- Born: Rudsar, Gilan, Iran
- Occupation: Engineer
- Awards: Guggenheim Fellow (2010); Fellow of the Royal Society of Canada (2017); ;

Academic background
- Alma mater: Ferdowsi University of Mashhad; Pierre and Marie Curie University; HEC Montréal; ;

Academic work
- Discipline: Engineering
- Sub-discipline: Nanomedicine; regenerative medicine;
- Institutions: McGill University

= Maryam Tabrizian =

Canadian engineer

Maryam Tabrizian is an Iranian-born Canadian engineer. A 2010 Guggenheim Fellow, she is Professor of the McGill University Department of Biomedical Engineering.

==Biography==
Maryam Tabrizian was born in Rudsar, a city in Gilan province, Iran, and obtained her bachelor's degree in applied chemistry at Ferdowsi University of Mashhad in 1980. She later moved to Pierre and Marie Curie University, where she obtained her MSc in 1986 and, in a joint program with ESPCI Paris, her PhD in 1990. She later obtained her MBA from HEC Montréal in 1999. She later started working at McGill University, where became a professor at the Department of Biomedical Engineering and at the Faculty of Dentistry and was director of the Fonds de recherche du Québec - Nature et technologies's Centre for Biorecognition and Biosensors from 2002 until 2011.
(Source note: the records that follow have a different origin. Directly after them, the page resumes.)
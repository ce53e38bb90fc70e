//! Enrichment - transforms applied to a response envelope before output
//!
//! Enrichers compose either sequentially ([`ChainedEnricher`]) or
//! concurrently on independent copies ([`ParallelEnricher`]).

mod builtin;
mod compose;
mod registry;

pub use builtin::{AnswerFallback, ConfidenceLabel, RelatedPatterns, SourceFootnotes};
pub use compose::{ChainedEnricher, ParallelEnricher};
pub use registry::{EnricherConstructor, EnricherRegistry};

use std::fmt;
use std::sync::Arc;

use async_trait::async_trait;
use serde::{Deserialize, Serialize};
use serde_json::{Map, Value};

use crate::core::store::PatternStore;
use crate::envelope::ResponseEnvelope;
use crate::error::Result;

#[derive(Debug, Clone, Copy, Default, PartialEq, Eq, Hash, Serialize, Deserialize)]
#[serde(rename_all = "lowercase")]
pub enum OutputFormat {
    #[default]
    Markdown,
    Json,
    Html,
    Slack,
    Text,
}

impl OutputFormat {
    pub const ALL: &'static [OutputFormat] = &[
        OutputFormat::Markdown,
        OutputFormat::Json,
        OutputFormat::Html,
        OutputFormat::Slack,
        OutputFormat::Text,
    ];
}

impl fmt::Display for OutputFormat {
    fn fmt(&self, f: &mut fmt::Formatter<'_>) -> fmt::Result {
        let name = match self {
            OutputFormat::Markdown => "markdown",
            OutputFormat::Json => "json",
            OutputFormat::Html => "html",
            OutputFormat::Slack => "slack",
            OutputFormat::Text => "text",
        };
        write!(f, "{}", name)
    }
}

/// What an enricher may consult besides the envelope itself
#[derive(Clone)]
pub struct EnrichmentContext {
    pub domain_id: String,
    pub specialist_id: Option<String>,
    pub query: String,
    pub store: Arc<PatternStore>,
    /// Target format; composites skip enrichers that do not support it
    pub format: OutputFormat,
    pub metadata: Map<String, Value>,
    /// An upstream language model already produced the visible answer
    pub llm_confirmed: bool,
}

impl EnrichmentContext {
    pub fn new(query: impl Into<String>, store: Arc<PatternStore>) -> Self {
        Self {
            domain_id: store.domain().to_string(),
            specialist_id: None,
            query: query.into(),
            store,
            format: OutputFormat::default(),
            metadata: Map::new(),
            llm_confirmed: false,
        }
    }

    pub fn specialist(mut self, id: Option<String>) -> Self {
        self.specialist_id = id;
        self
    }

    pub fn format(mut self, format: OutputFormat) -> Self {
        self.format = format;
        self
    }

    pub fn llm_confirmed(mut self, confirmed: bool) -> Self {
        self.llm_confirmed = confirmed;
        self
    }
}

#[async_trait]
pub trait Enricher: Send + Sync {
    fn name(&self) -> &str;

    /// Returns the transformed envelope; the input is owned, never shared
    async fn enrich(
        &self,
        envelope: ResponseEnvelope,
        ctx: &EnrichmentContext,
    ) -> Result<ResponseEnvelope>;

    fn supported_formats(&self) -> &[OutputFormat] {
        OutputFormat::ALL
    }

    fn can_run_parallel(&self) -> bool {
        true
    }

    fn supports(&self, format: OutputFormat) -> bool {
        self.supported_formats().contains(&format)
    }
}

#[derive(Debug, Clone, Copy, Default, PartialEq, Eq, Serialize, Deserialize)]
#[serde(rename_all = "lowercase")]
pub enum EnrichmentMode {
    #[default]
    Chained,
    Parallel,
}

#[derive(Debug, Clone, Serialize, Deserialize)]
#[serde(default)]
pub struct EnrichmentConfig {
    pub mode: EnrichmentMode,
    pub format: OutputFormat,
    /// Registry names, applied in order when chained
    pub enrichers: Vec<String>,
}

impl Default for EnrichmentConfig {
    fn default() -> Self {
        Self {
            mode: EnrichmentMode::Chained,
            format: OutputFormat::Markdown,
            enrichers: vec![
                "answer_fallback".to_string(),
                "related_patterns".to_string(),
                "confidence_label".to_string(),
                "source_footnotes".to_string(),
            ],
        }
    }
}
Tabrizian specializes in nanomedicine and regenerative medicine. She was awarded a Guggenheim Fellowship in 2010, during which she researched cells' interactions with biomaterial and other cells with the teams of Ali Khademhosseini and Albert Sacco. In 2011, she became the editor-in-chief of the materials science journal Materials. In 2022, she became the first editor-in-chief of biomaterials journal Exploration of BioMat-X.
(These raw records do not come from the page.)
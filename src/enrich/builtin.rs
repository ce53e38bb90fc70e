use std::collections::HashSet;

use async_trait::async_trait;
use serde_json::{json, Value};

use super::{EnrichmentContext, Enricher, OutputFormat};
use crate::envelope::ResponseEnvelope;
use crate::error::Result;

const HIGH_CONFIDENCE: f32 = 0.8;
const MEDIUM_CONFIDENCE: f32 = 0.6;

/// Adds `metadata.confidence_label`: high, medium or low
pub struct ConfidenceLabel;

impl ConfidenceLabel {
    pub fn label(confidence: f32) -> &'static str {
        if confidence >= HIGH_CONFIDENCE {
            "high"
        } else if confidence >= MEDIUM_CONFIDENCE {
            "medium"
        } else {
            "low"
        }
    }
}

#[async_trait]
impl Enricher for ConfidenceLabel {
    fn name(&self) -> &str {
        "confidence_label"
    }

    async fn enrich(
        &self,
        mut envelope: ResponseEnvelope,
        _ctx: &EnrichmentContext,
    ) -> Result<ResponseEnvelope> {
        let label = Self::label(envelope.confidence);
        envelope.set_meta("confidence_label", label);
        Ok(envelope)
    }
}

/// Lists stored patterns that share a tag with the top pattern under
/// `metadata.related_patterns`
pub struct RelatedPatterns {
    limit: usize,
}

impl RelatedPatterns {
    pub fn new(limit: usize) -> Self {
        Self { limit }
    }
}

impl Default for RelatedPatterns {
    fn default() -> Self {
        Self::new(3)
    }
}

#[async_trait]
impl Enricher for RelatedPatterns {
    fn name(&self) -> &str {
        "related_patterns"
    }

    async fn enrich(
        &self,
        mut envelope: ResponseEnvelope,
        ctx: &EnrichmentContext,
    ) -> Result<ResponseEnvelope> {
        let Some(top) = envelope.top_pattern() else {
            return Ok(envelope);
        };
        let tags: HashSet<String> = top.pattern.tags.iter().map(|t| t.to_lowercase()).collect();
        if tags.is_empty() {
            return Ok(envelope);
        }

        let shown: HashSet<&str> = envelope.patterns.iter().filter_map(|p| p.id()).collect();
        let related: Vec<Value> = ctx
            .store
            .all()
            .into_iter()
            .filter(|p| p.id.as_deref().map_or(true, |id| !shown.contains(id)))
            .filter_map(|p| {
                let shared: Vec<&String> = p
                    .tags
                    .iter()
                    .filter(|t| tags.contains(&t.to_lowercase()))
                    .collect();
                if shared.is_empty() {
                    return None;
                }
                Some(json!({ "id": p.id, "name": p.name, "shared_tags": shared }))
            })
            .take(self.limit)
            .collect();

        if !related.is_empty() {
            envelope.set_meta("related_patterns", Value::Array(related));
        }
        Ok(envelope)
    }
}

/// Composes an answer from the top pattern when nothing upstream produced one
pub struct AnswerFallback;

#[async_trait]
impl Enricher for AnswerFallback {
    fn name(&self) -> &str {
        "answer_fallback"
    }

    async fn enrich(
        &self,
        mut envelope: ResponseEnvelope,
        ctx: &EnrichmentContext,
    ) -> Result<ResponseEnvelope> {
        if !envelope.answer.trim().is_empty() || ctx.llm_confirmed {
            return Ok(envelope);
        }

        let top = envelope
            .top_pattern()
            .map(|p| &p.pattern)
            .or_else(|| envelope.responses.iter().find_map(|r| r.patterns.first()));
        let Some(pattern) = top else {
            return Ok(envelope);
        };

        let answer = match ctx.format {
            OutputFormat::Html => format!(
                "<p><strong>{}</strong></p>\n<p>{}</p>",
                pattern.name, pattern.solution
            ),
            OutputFormat::Slack => format!("*{}*\n{}", pattern.name, pattern.solution),
            OutputFormat::Text | OutputFormat::Json => {
                format!("{}\n\n{}", pattern.name, pattern.solution)
            }
            OutputFormat::Markdown => format!("**{}**\n\n{}", pattern.name, pattern.solution),
        };
        envelope.answer = answer;
        envelope.set_meta("answer_source", "pattern");
        Ok(envelope)
    }
}

/// Appends a numbered source list to the answer
pub struct SourceFootnotes;

#[async_trait]
impl Enricher for SourceFootnotes {
    fn name(&self) -> &str {
        "source_footnotes"
    }

    async fn enrich(
        &self,
        mut envelope: ResponseEnvelope,
        ctx: &EnrichmentContext,
    ) -> Result<ResponseEnvelope> {
        let sources: Vec<String> = envelope
            .patterns
            .iter()
            .filter_map(|p| {
                let id = p.id()?;
                Some(match &p.pattern.origin {
                    Some(origin) => format!("{} ({})", id, origin),
                    None => id.to_string(),
                })
            })
            .collect();
        if sources.is_empty() {
            return Ok(envelope);
        }

        let footnotes = match ctx.format {
            OutputFormat::Html => {
                let items: String = sources
                    .iter()
                    .map(|s| format!("<li>{}</li>", s))
                    .collect();
                format!("\n<ol class=\"sources\">{}</ol>", items)
            }
            _ => {
                let lines: Vec<String> = sources
                    .iter()
                    .enumerate()
                    .map(|(i, s)| format!("[{}] {}", i + 1, s))
                    .collect();
                format!("\n\n---\nSources:\n{}", lines.join("\n"))
            }
        };
        envelope.answer.push_str(&footnotes);
        Ok(envelope)
    }

    fn supported_formats(&self) -> &[OutputFormat] {
        &[OutputFormat::Markdown, OutputFormat::Html]
    }
}

#[cfg(test)]
mod tests {
    use super::*;
    use std::sync::Arc;

    use crate::core::pattern::Pattern;
    use crate::core::store::PatternStore;
    use crate::envelope::AttributedPattern;
    use crate::specialist::SpecialistResponse;

    fn ctx() -> (tempfile::TempDir, EnrichmentContext) {
        let dir = tempfile::tempdir().unwrap();
        let store = PatternStore::new("bitwise", &dir.path().join("patterns.json"));
        store
            .add(Pattern::new("XOR", "toggle").with_id("p1").with_tags(["bits"]))
            .unwrap();
        store
            .add(
                Pattern::new("Masking", "and with mask")
                    .with_id("p2")
                    .with_tags(["Bits", "masks"]),
            )
            .unwrap();
        store
            .add(Pattern::new("Sorting", "quicksort").with_id("p3").with_tags(["sort"]))
            .unwrap();
        (dir, EnrichmentContext::new("q", Arc::new(store)))
    }

    fn envelope_with(pattern: Pattern) -> ResponseEnvelope {
        let mut envelope = ResponseEnvelope::empty("q", "single");
        envelope.patterns = vec![AttributedPattern::new(pattern, "bits")];
        envelope
    }

    #[tokio::test]
    async fn test_confidence_label() {
        let (_dir, ctx) = ctx();
        for (confidence, label) in [(0.85, "high"), (0.6, "medium"), (0.2, "low")] {
            let mut envelope = ResponseEnvelope::empty("q", "single");
            envelope.confidence = confidence;
            let envelope = ConfidenceLabel.enrich(envelope, &ctx).await.unwrap();
            assert_eq!(envelope.metadata["confidence_label"], label);
        }
    }

    #[tokio::test]
    async fn test_related_patterns_share_tags() {
        let (_dir, ctx) = ctx();
        let top = ctx.store.get_by_id("p1").unwrap();
        let envelope = RelatedPatterns::default()
            .enrich(envelope_with(top), &ctx)
            .await
            .unwrap();

        let related = envelope.metadata["related_patterns"].as_array().unwrap();
        assert_eq!(related.len(), 1);
        assert_eq!(related[0]["id"], "p2");
        assert_eq!(related[0]["shared_tags"][0], "Bits");
    }

    #[tokio::test]
    async fn test_answer_fallback() {
        let (_dir, ctx) = ctx();
        let top = ctx.store.get_by_id("p1").unwrap();

        let envelope = AnswerFallback.enrich(envelope_with(top.clone()), &ctx).await.unwrap();
        assert_eq!(envelope.answer, "**XOR**\n\ntoggle");
        assert_eq!(envelope.metadata["answer_source"], "pattern");

        let confirmed = ctx.clone().llm_confirmed(true);
        let untouched = AnswerFallback.enrich(envelope_with(top), &confirmed).await.unwrap();
        assert!(untouched.answer.is_empty());
    }

    #[tokio::test]
    async fn test_answer_fallback_uses_side_by_side_responses() {
        let (_dir, ctx) = ctx();
        let mut envelope = ResponseEnvelope::empty("q", "side_by_side");
        envelope.responses = vec![
            SpecialistResponse::new("a", 0.5),
            SpecialistResponse::new("b", 0.5).with_patterns(vec![Pattern::new("Sorting", "quicksort")]),
        ];
        let envelope = AnswerFallback.enrich(envelope, &ctx.format(OutputFormat::Text)).await.unwrap();
        assert_eq!(envelope.answer, "Sorting\n\nquicksort");
    }

    #[tokio::test]
    async fn test_source_footnotes() {
        let (_dir, ctx) = ctx();
        let mut top = ctx.store.get_by_id("p1").unwrap();
        top.origin = Some("manual".to_string());

        let mut envelope = envelope_with(top);
        envelope.answer = "Use XOR.".to_string();
        let envelope = SourceFootnotes.enrich(envelope, &ctx).await.unwrap();
        assert_eq!(envelope.answer, "Use XOR.\n\n---\nSources:\n[1] p1 (manual)");
        assert!(!SourceFootnotes.supports(OutputFormat::Json));
    }
}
In the early-2010s, Tabrizian was elected a Fellow of Biomaterials Science and Engineering. She was elected a Fellow of the Royal Society of Canada in 2017. In October 2019, she was appointed Tier 1 Canada Research Chair in Regenerative Medicine and Nanomedicine. She won the Network for Oral and Bone Health Research's 2020-2021 CP Leblond Award. She is also a Fellow of the Canadian Academy of Health Sciences and an American Dental Education Association Leadership Institute Fellow.